──────── MATERIAL FOR THE TASK ────────

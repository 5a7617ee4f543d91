use chrono::{DateTime, Utc};
use tracing::debug;

use crate::model::config::EngineConfig;
use crate::model::node::{Hierarchy, NodeId};
use crate::model::tag::Mode;
use crate::ops::due_gate::is_gated;
use crate::ops::header::HeaderProjection;

/// How a node was reached by the walk
#[derive(Debug, Clone, Copy, PartialEq, Eq)]
enum Reach {
    /// Picked by a sequential or parallel boundary above it
    Selected,
    /// Below an unset container; only its own mode can start a branch
    Free,
}

/// Per-pass view of the tree used to pick next actions
struct Propagation<'t> {
    tree: &'t Hierarchy,
    excluded: Vec<bool>,
    gated: Vec<bool>,
}

/// Compute the tasks that should carry the next-action label, in tree order.
///
/// Excluded tasks (completed, blocked, headers, disabled) are removed from
/// the candidate tree together with their subtree. Gated tasks stay in the
/// tree but are never active themselves.
pub fn active_set(
    tree: &Hierarchy,
    headers: &HeaderProjection,
    config: &EngineConfig,
    now: DateTime<Utc>,
) -> Vec<NodeId> {
    let mut excluded = vec![false; tree.len()];
    let mut gated = vec![false; tree.len()];

    for id in tree.preorder() {
        let node = tree.node(id);
        let inherited = node.parent.is_some_and(|p| excluded[p.0]);
        let own = if node.kind.is_task() {
            node.tag.disabled
                || node.completed
                || config.blocking_labels.iter().any(|l| node.has_label(l))
                || !headers.is_checkable(tree, id)
        } else {
            node.tag.disabled
        };
        excluded[id.0] = inherited || own;

        if node.kind.is_task() && !excluded[id.0] {
            gated[id.0] = is_gated(node.due.as_ref(), now, config.hide_future_days);
            if gated[id.0] {
                debug!(task = %node.source_id, name = %node.display_name, "gated by due date");
            }
        }
    }

    let walk = Propagation {
        tree,
        excluded,
        gated,
    };
    let mut out = Vec::new();
    for &root in &tree.roots {
        walk.activate(root, Reach::Free, &mut out);
    }
    out
}

impl Propagation<'_> {
    fn eligible(&self, id: NodeId) -> bool {
        !self.excluded[id.0] && !self.gated[id.0]
    }

    /// Push the active nodes found at or below `id`; true if any were found
    fn activate(&self, id: NodeId, reach: Reach, out: &mut Vec<NodeId>) -> bool {
        if self.excluded[id.0] {
            return false;
        }
        let node = self.tree.node(id);
        let is_task = node.kind.is_task();

        let found = match node.effective_mode {
            Mode::Unset if is_task => false,
            Mode::Unset => {
                let mut any = false;
                for &child in &node.children {
                    any |= self.activate(child, Reach::Free, out);
                }
                any
            }
            Mode::Sequential => node
                .children
                .iter()
                .any(|&child| self.activate(child, Reach::Selected, out)),
            Mode::Parallel => {
                let mut any = false;
                for &child in &node.children {
                    any |= self.activate(child, Reach::Selected, out);
                }
                any
            }
        };
        if found {
            return true;
        }

        // Waterfall: a task is only active when nothing below it is
        if is_task && reach == Reach::Selected && self.eligible(id) {
            out.push(id);
            return true;
        }
        false
    }
}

────────

_TASK INSTRUCTIONS_: Copy out each line of the records where the word "completed" appears.

_REPLY_:
/// Excluded tasks (completed, blocked, headers, disabled) are removed from
                || node.completed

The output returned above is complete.